### Records for this exercise:

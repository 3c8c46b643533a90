// download.rs — GloVe archive download, SHA256 verification and member extraction.
//
// Downloads the corpus archive on first use and caches it in the vector cache dir
// (default ./.vector_cache). Only the member for the requested dimension is extracted.

use std::fs;
use std::io::{Read, Write};
use std::path::{Path, PathBuf};

use anyhow::{bail, Context};
use sha2::{Digest, Sha256};

use crate::config;

/// Where to look for (and, if allowed, fetch) the table for one dimension.
pub struct FetchParams<'a> {
    pub cache_dir: &'a Path,
    pub dim: usize,
    pub archive_url: &'a str,
    pub archive_sha256: Option<&'a str>,
    pub allow_download: bool,
}

/// Resolve the cache directory: explicit path if given, the default otherwise.
pub fn resolve_cache_dir(explicit: Option<&Path>) -> PathBuf {
    explicit
        .map(Path::to_path_buf)
        .unwrap_or_else(|| PathBuf::from(config::glove::DEFAULT_CACHE_DIR))
}

/// Path of the extracted text table for `dim` inside `cache_dir`.
pub fn text_table_path(cache_dir: &Path, dim: usize) -> PathBuf {
    cache_dir.join(config::glove::text_file_name(dim))
}

/// Make sure the text table for the requested dimension exists locally.
/// Returns its path.
///
/// Order: extracted text file, then a cached archive, then a download (when allowed).
pub fn ensure_text_table(p: &FetchParams<'_>) -> anyhow::Result<PathBuf> {
    let text_path = text_table_path(p.cache_dir, p.dim);
    if text_path.exists() {
        log::info!("GloVe table already cached at {}", text_path.display());
        return Ok(text_path);
    }

    let archive_path = p.cache_dir.join(config::glove::archive_file_name());
    if !archive_path.exists() {
        if !p.allow_download {
            bail!(
                "{} not found in {} and downloads are disabled",
                config::glove::text_file_name(p.dim),
                p.cache_dir.display()
            );
        }

        log::info!("Downloading GloVe {} archive to {}", config::glove::CORPUS_NAME, p.cache_dir.display());
        fs::create_dir_all(p.cache_dir)
            .with_context(|| format!("failed to create cache dir {}", p.cache_dir.display()))?;
        download_and_verify(p.archive_url, &archive_path, p.archive_sha256)?;
    } else {
        log::info!("Using cached archive {}", archive_path.display());
    }

    extract_member(&archive_path, &config::glove::text_file_name(p.dim), &text_path)?;
    Ok(text_path)
}

/// Stream a file from `url` to `dest`, hashing as it goes.
/// When `expected_sha256` is set, a mismatch fails and nothing is left at `dest`.
fn download_and_verify(url: &str, dest: &Path, expected_sha256: Option<&str>) -> anyhow::Result<()> {
    let filename = dest.file_name().unwrap_or_default().to_string_lossy().into_owned();
    log::info!("Downloading {} from {}", filename, url);

    let resp = ureq::get(url)
        .timeout(std::time::Duration::from_secs(config::download::DOWNLOAD_TIMEOUT_SECS))
        .call()
        .with_context(|| format!("failed to download {url}"))?;

    let status = resp.status();
    if status != 200 {
        bail!("HTTP {status} downloading {url}");
    }

    // Write to .tmp, rename once complete and verified
    let tmp_path = dest.with_extension("tmp");
    let (actual_hash, total) = match stream_to_file(resp.into_reader(), &tmp_path) {
        Ok(v) => v,
        Err(e) => {
            let _ = fs::remove_file(&tmp_path);
            return Err(e.context(format!("failed to download {url}")));
        }
    };
    log::info!("Downloaded {} bytes for {} (sha256 {})", total, filename, &actual_hash[..12]);

    if let Some(expected) = expected_sha256 {
        if !actual_hash.eq_ignore_ascii_case(expected) {
            let _ = fs::remove_file(&tmp_path);
            bail!(
                "SHA256 mismatch for {}: expected {}, got {}",
                filename,
                expected,
                actual_hash
            );
        }
        log::info!("SHA256 verified for {}", filename);
    }

    fs::rename(&tmp_path, dest)
        .with_context(|| format!("failed to rename {} -> {}", tmp_path.display(), dest.display()))?;

    Ok(())
}

/// Copy `reader` into a fresh file at `path`. Returns the hex SHA256 and byte count.
fn stream_to_file(mut reader: impl Read, path: &Path) -> anyhow::Result<(String, u64)> {
    let mut file = fs::File::create(path).with_context(|| format!("failed to create {}", path.display()))?;

    let mut hasher = Sha256::new();
    let mut buf = vec![0u8; 64 * 1024];
    let mut total: u64 = 0;
    loop {
        let n = reader.read(&mut buf).context("failed to read response body")?;
        if n == 0 {
            break;
        }
        hasher.update(&buf[..n]);
        file.write_all(&buf[..n])
            .with_context(|| format!("failed to write {}", path.display()))?;
        total += n as u64;
    }
    file.flush()?;

    Ok((hex::encode(hasher.finalize()), total))
}

/// Extract a single member of a zip archive to `dest`.
fn extract_member(archive_path: &Path, member: &str, dest: &Path) -> anyhow::Result<()> {
    log::info!("Extracting {} from {}", member, archive_path.display());

    let file = fs::File::open(archive_path)
        .with_context(|| format!("failed to open {}", archive_path.display()))?;
    let mut archive = zip::ZipArchive::new(file)
        .with_context(|| format!("failed to read {} as zip", archive_path.display()))?;
    let mut entry = archive
        .by_name(member)
        .with_context(|| format!("{} has no member {member}", archive_path.display()))?;

    let tmp_path = dest.with_extension("tmp");
    let mut out = fs::File::create(&tmp_path)
        .with_context(|| format!("failed to create {}", tmp_path.display()))?;
    let written = std::io::copy(&mut entry, &mut out)
        .with_context(|| format!("failed to extract {member}"))?;
    out.flush()?;
    drop(out);

    fs::rename(&tmp_path, dest)
        .with_context(|| format!("failed to rename {} -> {}", tmp_path.display(), dest.display()))?;

    log::info!("Extracted {} ({} bytes)", member, written);
    Ok(())
}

### What you should do:
The lines above that include "usize" should each be listed.

### Answer section:
    pub dim: usize,
pub fn text_table_path(cache_dir: &Path, dim: usize) -> PathBuf {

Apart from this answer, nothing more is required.